══ Data records ══

//! Backend adapter tests against a mock auth and table API.
//!
//! Validates:
//! - First login creates the admin account
//! - Requests carry the session token once logged in
//! - Failures surface as `false`, `None` or an empty list

use wiremock::matchers::{body_partial_json, header, method, path, query_param};
use wiremock::{Mock, MockServer, ResponseTemplate};
use wpp_cloud::{CloudClient, CloudConfig, CloudError, DEFAULT_ADMIN_EMAIL};
use wpp_core::{AuthProvider, BotStatus, CommandKind, CommandSource, SettingsStore, UserId};

const ANON: &str = "anon-key";

fn client(server: &MockServer) -> CloudClient {
    wpp_telemetry::init_test_tracing();
    CloudClient::new(CloudConfig::new(server.uri(), ANON)).unwrap()
}

fn session_body(token: &str, user_id: &str) -> serde_json::Value {
    serde_json::json!({
        "access_token": token,
        "token_type": "bearer",
        "expires_in": 3600,
        "refresh_token": "refresh",
        "user": { "id": user_id, "email": DEFAULT_ADMIN_EMAIL }
    })
}

async fn mount_login(server: &MockServer, token: &str, user_id: &str) {
    Mock::given(method("POST"))
        .and(path("/auth/v1/token"))
        .and(query_param("grant_type", "password"))
        .respond_with(ResponseTemplate::new(200).set_body_json(session_body(token, user_id)))
        .mount(server)
        .await;
}

async fn logged_in(server: &MockServer) -> CloudClient {
    mount_login(server, "jwt-1", "u-1").await;
    let client = client(server);
    assert!(client.authenticate("secret").await.ok);
    client
}

// ============================================================================
// Auth
// ============================================================================

#[tokio::test]
async fn login_stores_session() {
    let server = MockServer::start().await;
    Mock::given(method("POST"))
        .and(path("/auth/v1/token"))
        .and(query_param("grant_type", "password"))
        .and(header("apikey", ANON))
        .and(body_partial_json(serde_json::json!({
            "email": DEFAULT_ADMIN_EMAIL,
            "password": "secret"
        })))
        .respond_with(ResponseTemplate::new(200).set_body_json(session_body("jwt-1", "u-1")))
        .expect(1)
        .mount(&server)
        .await;

    let client = client(&server);
    assert!(client.current_user().await.is_none());

    let outcome = client.authenticate("secret").await;
    assert!(outcome.ok);
    assert!(outcome.error_message.is_none());

    let user = client.current_user().await.unwrap();
    assert_eq!(user.id.as_str(), "u-1");
    assert_eq!(client.session().unwrap().access_token.as_deref(), Some("jwt-1"));
}

#[tokio::test]
async fn first_login_signs_up() {
    let server = MockServer::start().await;
    Mock::given(method("POST"))
        .and(path("/auth/v1/token"))
        .respond_with(ResponseTemplate::new(400).set_body_json(serde_json::json!({
            "error": "invalid_grant",
            "error_description": "Invalid login credentials"
        })))
        .expect(1)
        .mount(&server)
        .await;
    Mock::given(method("POST"))
        .and(path("/auth/v1/signup"))
        .and(body_partial_json(serde_json::json!({ "email": DEFAULT_ADMIN_EMAIL })))
        .respond_with(ResponseTemplate::new(200).set_body_json(session_body("jwt-new", "u-new")))
        .expect(1)
        .mount(&server)
        .await;

    let client = client(&server);
    assert!(client.authenticate("secret").await.ok);
    assert_eq!(client.current_user().await.unwrap().id.as_str(), "u-new");
}

#[tokio::test]
async fn failed_sign_up_reports_message() {
    let server = MockServer::start().await;
    Mock::given(method("POST"))
        .and(path("/auth/v1/token"))
        .respond_with(ResponseTemplate::new(400).set_body_json(serde_json::json!({
            "msg": "Invalid login credentials"
        })))
        .mount(&server)
        .await;
    Mock::given(method("POST"))
        .and(path("/auth/v1/signup"))
        .respond_with(ResponseTemplate::new(422).set_body_json(serde_json::json!({
            "msg": "User already registered"
        })))
        .mount(&server)
        .await;

    let client = client(&server);
    let outcome = client.authenticate("wrong-pass").await;
    assert!(!outcome.ok);
    assert_eq!(outcome.error_message.as_deref(), Some("User already registered"));
    assert!(client.current_user().await.is_none());
}

#[tokio::test]
async fn other_login_errors_do_not_sign_up() {
    let server = MockServer::start().await;
    Mock::given(method("POST"))
        .and(path("/auth/v1/token"))
        .respond_with(ResponseTemplate::new(429).set_body_json(serde_json::json!({
            "msg": "Too many requests"
        })))
        .mount(&server)
        .await;
    Mock::given(method("POST"))
        .and(path("/auth/v1/signup"))
        .respond_with(ResponseTemplate::new(200))
        .expect(0)
        .mount(&server)
        .await;

    let client = client(&server);
    let outcome = client.authenticate("secret").await;
    assert!(!outcome.ok);
    assert_eq!(outcome.error_message.as_deref(), Some("Too many requests"));

    let err = client.try_sign_in("secret").await.unwrap_err();
    assert!(err.is_retryable());
}

#[tokio::test]
async fn short_password_is_rejected_without_requests() {
    let server = MockServer::start().await;
    Mock::given(method("POST"))
        .respond_with(ResponseTemplate::new(200).set_body_json(session_body("jwt-1", "u-1")))
        .expect(0)
        .mount(&server)
        .await;

    let client = client(&server);
    for secret in ["", "abc", "12345", "äöüßé"] {
        let outcome = client.authenticate(secret).await;
        assert!(!outcome.ok, "accepted {secret:?}");
        assert!(outcome.error_message.unwrap().contains("at least 6"));
    }
    assert!(client.current_user().await.is_none());
}

#[tokio::test]
async fn sign_up_without_session_has_no_current_user() {
    let server = MockServer::start().await;
    Mock::given(method("POST"))
        .and(path("/auth/v1/token"))
        .respond_with(ResponseTemplate::new(400).set_body_json(serde_json::json!({
            "error_description": "Invalid login credentials"
        })))
        .mount(&server)
        .await;
    Mock::given(method("POST"))
        .and(path("/auth/v1/signup"))
        .respond_with(ResponseTemplate::new(200).set_body_json(serde_json::json!({
            "id": "u-new",
            "email": DEFAULT_ADMIN_EMAIL,
            "confirmation_sent_at": "2026-03-01T10:00:00Z"
        })))
        .expect(1)
        .mount(&server)
        .await;

    let client = client(&server);
    assert!(client.authenticate("secret").await.ok);
    assert!(client.session().unwrap().access_token.is_none());
    assert!(client.current_user().await.is_none());
}

#[tokio::test]
async fn logout_clears_session_even_when_request_fails() {
    let server = MockServer::start().await;
    Mock::given(method("POST"))
        .and(path("/auth/v1/logout"))
        .and(header("authorization", "Bearer jwt-1"))
        .respond_with(ResponseTemplate::new(500))
        .expect(1)
        .mount(&server)
        .await;

    let client = logged_in(&server).await;
    client.end_session().await;
    assert!(client.current_user().await.is_none());
    assert!(client.session().is_none());
}

// ============================================================================
// Settings
// ============================================================================

#[tokio::test]
async fn settings_load_returns_document() {
    let server = MockServer::start().await;
    Mock::given(method("GET"))
        .and(path("/rest/v1/user_settings"))
        .and(query_param("select", "settings"))
        .and(query_param("user_id", "eq.u-1"))
        .and(header("authorization", "Bearer jwt-1"))
        .respond_with(ResponseTemplate::new(200).set_body_json(serde_json::json!([
            { "settings": { "interval_minutes": 30, "sites": ["a.example"] } }
        ])))
        .mount(&server)
        .await;

    let client = logged_in(&server).await;
    let settings = client.load(&UserId::new("u-1")).await.unwrap();
    assert_eq!(settings["interval_minutes"], 30);
}

#[tokio::test]
async fn settings_load_without_row_is_none() {
    let server = MockServer::start().await;
    Mock::given(method("GET"))
        .and(path("/rest/v1/user_settings"))
        .respond_with(ResponseTemplate::new(200).set_body_json(serde_json::json!([])))
        .mount(&server)
        .await;

    let client = client(&server);
    assert!(client.load(&UserId::new("u-1")).await.is_none());
    assert!(client.try_load_settings(&UserId::new("u-1")).await.unwrap().is_none());
}

#[tokio::test]
async fn settings_load_failure_is_none() {
    let server = MockServer::start().await;
    Mock::given(method("GET"))
        .and(path("/rest/v1/user_settings"))
        .respond_with(ResponseTemplate::new(401).set_body_json(serde_json::json!({
            "message": "JWT expired"
        })))
        .mount(&server)
        .await;

    let client = client(&server);
    assert!(client.load(&UserId::new("u-1")).await.is_none());

    let err = client.try_load_settings(&UserId::new("u-1")).await.unwrap_err();
    assert!(matches!(err, CloudError::Api { status: 401, ref message } if message == "JWT expired"));
}

#[tokio::test]
async fn settings_save_upserts() {
    let server = MockServer::start().await;
    Mock::given(method("POST"))
        .and(path("/rest/v1/user_settings"))
        .and(query_param("on_conflict", "user_id"))
        .and(header("prefer", "resolution=merge-duplicates"))
        .and(body_partial_json(serde_json::json!({
            "user_id": "u-1",
            "settings": { "interval_minutes": 15 }
        })))
        .respond_with(ResponseTemplate::new(201))
        .expect(1)
        .mount(&server)
        .await;

    let client = client(&server);
    let settings = serde_json::json!({ "interval_minutes": 15 });
    assert!(client.save(&UserId::new("u-1"), &settings).await);
}

#[tokio::test]
async fn settings_save_failure_is_false() {
    let server = MockServer::start().await;
    Mock::given(method("POST"))
        .and(path("/rest/v1/user_settings"))
        .respond_with(ResponseTemplate::new(500))
        .mount(&server)
        .await;

    let client = client(&server);
    assert!(!client.save(&UserId::new("u-1"), &serde_json::json!({})).await);
}

// ============================================================================
// Commands and status
// ============================================================================

#[tokio::test]
async fn list_unprocessed_filters_and_orders() {
    let server = MockServer::start().await;
    Mock::given(method("GET"))
        .and(path("/rest/v1/remote_commands"))
        .and(query_param("user_id", "eq.u-1"))
        .and(query_param("processed", "eq.false"))
        .and(query_param("order", "created_at.asc"))
        .respond_with(ResponseTemplate::new(200).set_body_json(serde_json::json!([
            { "id": "c1", "user_id": "u-1", "command": "pause", "created_at": "2026-03-01T10:00:00+00:00", "processed": false },
            { "id": "c2", "user_id": "u-1", "command": "status", "created_at": "2026-03-01T10:01:00+00:00", "processed": false }
        ])))
        .mount(&server)
        .await;

    let client = client(&server);
    let commands = client.list_unprocessed(&UserId::new("u-1")).await;
    assert_eq!(commands.len(), 2);
    assert_eq!(commands[0].id, "c1");
    assert_eq!(commands[0].command, CommandKind::Pause);
    assert_eq!(commands[1].command, CommandKind::Status);
}

#[tokio::test]
async fn list_unprocessed_failure_is_empty() {
    let server = MockServer::start().await;
    Mock::given(method("GET"))
        .and(path("/rest/v1/remote_commands"))
        .respond_with(ResponseTemplate::new(503))
        .mount(&server)
        .await;

    let client = client(&server);
    assert!(client.list_unprocessed(&UserId::new("u-1")).await.is_empty());
}

#[tokio::test]
async fn mark_processed_patches_by_id() {
    let server = MockServer::start().await;
    Mock::given(method("PATCH"))
        .and(path("/rest/v1/remote_commands"))
        .and(query_param("id", "eq.c1"))
        .and(body_partial_json(serde_json::json!({ "processed": true })))
        .respond_with(ResponseTemplate::new(204))
        .expect(1)
        .mount(&server)
        .await;

    let client = client(&server);
    client.mark_processed("c1").await;
}

#[tokio::test]
async fn publish_status_upserts_flat_row() {
    let server = MockServer::start().await;
    Mock::given(method("POST"))
        .and(path("/rest/v1/bot_status"))
        .and(query_param("on_conflict", "user_id"))
        .and(body_partial_json(serde_json::json!({
            "user_id": "u-1",
            "isPaused": false,
            "queueLength": 3,
            "completedCount": 5,
            "failedCount": 0
        })))
        .respond_with(ResponseTemplate::new(201))
        .expect(1)
        .mount(&server)
        .await;

    let client = client(&server);
    let status = BotStatus {
        queue_length: 3,
        completed_count: 5,
        ..BotStatus::default()
    };
    client.publish_status(&UserId::new("u-1"), &status).await;
}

═══

__What is needed__
Where does the word "secret" occur in the data? Copy every line that has it.

__Task solution__
    assert!(client.authenticate("secret").await.ok);
            "password": "secret"
    let outcome = client.authenticate("secret").await;
    assert!(client.authenticate("secret").await.ok);
    let outcome = client.authenticate("secret").await;
    let err = client.try_sign_in("secret").await.unwrap_err();
    for secret in ["", "abc", "12345", "äöüßé"] {
        let outcome = client.authenticate(secret).await;
        assert!(!outcome.ok, "accepted {secret:?}");
    assert!(client.authenticate("secret").await.ok);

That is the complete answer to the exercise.